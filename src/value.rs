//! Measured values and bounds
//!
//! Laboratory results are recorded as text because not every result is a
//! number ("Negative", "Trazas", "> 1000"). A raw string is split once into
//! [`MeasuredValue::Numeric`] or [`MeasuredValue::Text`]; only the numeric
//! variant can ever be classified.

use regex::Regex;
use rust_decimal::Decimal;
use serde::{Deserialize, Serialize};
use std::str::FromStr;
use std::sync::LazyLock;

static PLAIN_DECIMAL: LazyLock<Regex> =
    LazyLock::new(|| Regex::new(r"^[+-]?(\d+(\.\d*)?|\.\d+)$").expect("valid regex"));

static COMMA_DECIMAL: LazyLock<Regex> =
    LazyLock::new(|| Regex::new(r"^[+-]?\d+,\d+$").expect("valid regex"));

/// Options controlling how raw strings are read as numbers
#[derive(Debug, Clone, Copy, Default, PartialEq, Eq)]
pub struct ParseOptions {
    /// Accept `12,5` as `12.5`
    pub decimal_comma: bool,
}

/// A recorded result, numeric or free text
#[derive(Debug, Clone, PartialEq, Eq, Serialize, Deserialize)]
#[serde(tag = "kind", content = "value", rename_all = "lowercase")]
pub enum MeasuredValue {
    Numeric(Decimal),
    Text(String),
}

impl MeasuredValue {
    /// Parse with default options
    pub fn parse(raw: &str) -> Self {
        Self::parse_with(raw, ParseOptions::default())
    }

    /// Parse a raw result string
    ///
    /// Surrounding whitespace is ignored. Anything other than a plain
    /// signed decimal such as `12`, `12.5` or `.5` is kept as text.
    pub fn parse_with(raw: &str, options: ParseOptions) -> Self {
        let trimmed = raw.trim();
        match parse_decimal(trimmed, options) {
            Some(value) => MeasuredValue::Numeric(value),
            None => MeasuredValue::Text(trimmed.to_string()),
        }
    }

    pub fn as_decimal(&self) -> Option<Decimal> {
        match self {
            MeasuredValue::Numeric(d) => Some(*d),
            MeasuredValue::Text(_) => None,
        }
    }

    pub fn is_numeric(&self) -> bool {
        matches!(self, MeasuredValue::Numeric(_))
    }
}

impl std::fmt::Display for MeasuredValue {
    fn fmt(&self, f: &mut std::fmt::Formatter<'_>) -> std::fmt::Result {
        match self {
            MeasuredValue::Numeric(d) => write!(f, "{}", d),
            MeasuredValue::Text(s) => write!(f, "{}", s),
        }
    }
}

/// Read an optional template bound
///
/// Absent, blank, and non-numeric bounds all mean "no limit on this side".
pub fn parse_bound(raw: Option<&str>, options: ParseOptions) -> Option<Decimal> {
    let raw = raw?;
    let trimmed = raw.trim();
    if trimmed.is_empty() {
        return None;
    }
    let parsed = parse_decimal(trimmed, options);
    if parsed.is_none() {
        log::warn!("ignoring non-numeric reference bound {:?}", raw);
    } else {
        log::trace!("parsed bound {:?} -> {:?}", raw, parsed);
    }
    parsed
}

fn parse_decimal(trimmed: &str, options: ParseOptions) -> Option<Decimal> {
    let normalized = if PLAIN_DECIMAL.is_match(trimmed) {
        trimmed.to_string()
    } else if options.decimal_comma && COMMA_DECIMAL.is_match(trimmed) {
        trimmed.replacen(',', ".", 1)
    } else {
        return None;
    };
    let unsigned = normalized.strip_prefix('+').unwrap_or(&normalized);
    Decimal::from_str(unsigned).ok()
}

========================================

Task instructions:
Copy the entries word for word.

Answer space:
filename src/value.rs
//! Measured values and bounds
//!
//! Laboratory results are recorded as text because not every result is a
//! number ("Negative", "Trazas", "> 1000"). A raw string is split once into
//! [`MeasuredValue::Numeric`] or [`MeasuredValue::Text`]; only the numeric
//! variant can ever be classified.

use regex::Regex;
use rust_decimal::Decimal;
use serde::{Deserialize, Serialize};
use std::str::FromStr;
use std::sync::LazyLock;

static PLAIN_DECIMAL: LazyLock<Regex> =
    LazyLock::new(|| Regex::new(r"^[+-]?(\d+(\.\d*)?|\.\d+)$").expect("valid regex"));

static COMMA_DECIMAL: LazyLock<Regex> =
    LazyLock::new(|| Regex::new(r"^[+-]?\d+,\d+$").expect("valid regex"));

/// Options controlling how raw strings are read as numbers
#[derive(Debug, Clone, Copy, Default, PartialEq, Eq)]
pub struct ParseOptions {
    /// Accept `12,5` as `12.5`
    pub decimal_comma: bool,
}

/// A recorded result, numeric or free text
#[derive(Debug, Clone, PartialEq, Eq, Serialize, Deserialize)]
#[serde(tag = "kind", content = "value", rename_all = "lowercase")]
pub enum MeasuredValue {
    Numeric(Decimal),
    Text(String),
}

impl MeasuredValue {
    /// Parse with default options
    pub fn parse(raw: &str) -> Self {
        Self::parse_with(raw, ParseOptions::default())
    }

    /// Parse a raw result string
    ///
    /// Surrounding whitespace is ignored. Anything other than a plain
    /// signed decimal such as `12`, `12.5` or `.5` is kept as text.
    pub fn parse_with(raw: &str, options: ParseOptions) -> Self {
        let trimmed = raw.trim();
        match parse_decimal(trimmed, options) {
            Some(value) => MeasuredValue::Numeric(value),
            None => MeasuredValue::Text(trimmed.to_string()),
        }
    }

    pub fn as_decimal(&self) -> Option<Decimal> {
        match self {
            MeasuredValue::Numeric(d) => Some(*d),
            MeasuredValue::Text(_) => None,
        }
    }

    pub fn is_numeric(&self) -> bool {
        matches!(self, MeasuredValue::Numeric(_))
    }
}

impl std::fmt::Display for MeasuredValue {
    fn fmt(&self, f: &mut std::fmt::Formatter<'_>) -> std::fmt::Result {
        match self {
            MeasuredValue::Numeric(d) => write!(f, "{}", d),
            MeasuredValue::Text(s) => write!(f, "{}", s),
        }
    }
}

/// Read an optional template bound
///
/// Absent, blank, and non-numeric bounds all mean "no limit on this side".
pub fn parse_bound(raw: Option<&str>, options: ParseOptions) -> Option<Decimal> {
    let raw = raw?;
    let trimmed = raw.trim();
    if trimmed.is_empty() {
        return None;
    }
    let parsed = parse_decimal(trimmed, options);
    if parsed.is_none() {
        log::warn!("ignoring non-numeric reference bound {:?}", raw);
    } else {
        log::trace!("parsed bound {:?} -> {:?}", raw, parsed);
    }
    parsed
}

fn parse_decimal(trimmed: &str, options: ParseOptions) -> Option<Decimal> {
    let normalized = if PLAIN_DECIMAL.is_match(trimmed) {
        trimmed.to_string()
    } else if options.decimal_comma && COMMA_DECIMAL.is_match(trimmed) {
        trimmed.replacen(',', ".", 1)
    } else {
        return None;
    };
    let unsigned = normalized.strip_prefix('+').unwrap_or(&normalized);
    Decimal::from_str(unsigned).ok()
}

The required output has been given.